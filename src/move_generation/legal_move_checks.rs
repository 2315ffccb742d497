//! Attack and check detection.
//!
//! Attacks are read backwards from the target square with capture patterns,
//! so an empty square is still seen as covered by a pawn diagonal.

use crate::game_state::chess_types::*;
use crate::game_state::position::Position;
use crate::moves::bishop_moves::BISHOP_DIRECTIONS;
use crate::moves::king_moves::KING_OFFSETS;
use crate::moves::knight_moves::KNIGHT_OFFSETS;
use crate::moves::rook_moves::ROOK_DIRECTIONS;
use crate::moves::sliding_moves::first_blocker;

#[inline]
pub fn king_square(position: &Position, color: Color) -> Option<Square> {
    position.king_square(color)
}

/// True when `color`'s king stands on a square attacked by the other side.
/// A side without a king is never in check.
#[inline]
pub fn is_check(position: &Position, color: Color) -> bool {
    let Some(king_sq) = king_square(position, color) else {
        return false;
    };
    is_square_attacked(position, king_sq, color.opposite())
}

pub fn is_square_attacked(position: &Position, square: Square, attacker_color: Color) -> bool {
    let is_attacker = |target: Option<Square>, kinds: &[PieceKind]| {
        target
            .and_then(|t| position.piece_at(t))
            .is_some_and(|p| p.color == attacker_color && kinds.contains(&p.kind))
    };

    // A pawn attacks diagonally forward, so look one rank behind the target.
    let back = -attacker_color.pawn_direction();
    if is_attacker(square.offset(-1, back), &[PieceKind::Pawn])
        || is_attacker(square.offset(1, back), &[PieceKind::Pawn])
    {
        return true;
    }

    if KNIGHT_OFFSETS
        .iter()
        .any(|&(df, dr)| is_attacker(square.offset(df, dr), &[PieceKind::Knight]))
    {
        return true;
    }

    if KING_OFFSETS
        .iter()
        .any(|&(df, dr)| is_attacker(square.offset(df, dr), &[PieceKind::King]))
    {
        return true;
    }

    let ray_hits = |directions: &[(i8, i8)], kinds: &[PieceKind]| {
        directions.iter().any(|&(df, dr)| {
            first_blocker(position, square, df, dr)
                .is_some_and(|p| p.color == attacker_color && kinds.contains(&p.kind))
        })
    };

    ray_hits(&BISHOP_DIRECTIONS, &[PieceKind::Bishop, PieceKind::Queen])
        || ray_hits(&ROOK_DIRECTIONS, &[PieceKind::Rook, PieceKind::Queen])
}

★ ★ ★ ★ ★

- EXERCISE REQUIREMENTS -
Output the listing above exactly, keeping each line as it was.

- ANSWER BOX -
filename src/move_generation/legal_move_checks.rs
repository 2315ffccb742d497
//! Attack and check detection.
//!
//! Attacks are read backwards from the target square with capture patterns,
//! so an empty square is still seen as covered by a pawn diagonal.

use crate::game_state::chess_types::*;
use crate::game_state::position::Position;
use crate::moves::bishop_moves::BISHOP_DIRECTIONS;
use crate::moves::king_moves::KING_OFFSETS;
use crate::moves::knight_moves::KNIGHT_OFFSETS;
use crate::moves::rook_moves::ROOK_DIRECTIONS;
use crate::moves::sliding_moves::first_blocker;

#[inline]
pub fn king_square(position: &Position, color: Color) -> Option<Square> {
    position.king_square(color)
}

/// True when `color`'s king stands on a square attacked by the other side.
/// A side without a king is never in check.
#[inline]
pub fn is_check(position: &Position, color: Color) -> bool {
    let Some(king_sq) = king_square(position, color) else {
        return false;
    };
    is_square_attacked(position, king_sq, color.opposite())
}

pub fn is_square_attacked(position: &Position, square: Square, attacker_color: Color) -> bool {
    let is_attacker = |target: Option<Square>, kinds: &[PieceKind]| {
        target
            .and_then(|t| position.piece_at(t))
            .is_some_and(|p| p.color == attacker_color && kinds.contains(&p.kind))
    };

    // A pawn attacks diagonally forward, so look one rank behind the target.
    let back = -attacker_color.pawn_direction();
    if is_attacker(square.offset(-1, back), &[PieceKind::Pawn])
        || is_attacker(square.offset(1, back), &[PieceKind::Pawn])
    {
        return true;
    }

    if KNIGHT_OFFSETS
        .iter()
        .any(|&(df, dr)| is_attacker(square.offset(df, dr), &[PieceKind::Knight]))
    {
        return true;
    }

    if KING_OFFSETS
        .iter()
        .any(|&(df, dr)| is_attacker(square.offset(df, dr), &[PieceKind::King]))
    {
        return true;
    }

    let ray_hits = |directions: &[(i8, i8)], kinds: &[PieceKind]| {
        directions.iter().any(|&(df, dr)| {
            first_blocker(position, square, df, dr)
                .is_some_and(|p| p.color == attacker_color && kinds.contains(&p.kind))
        })
    };

    ray_hits(&BISHOP_DIRECTIONS, &[PieceKind::Bishop, PieceKind::Queen])
        || ray_hits(&ROOK_DIRECTIONS, &[PieceKind::Rook, PieceKind::Queen])
}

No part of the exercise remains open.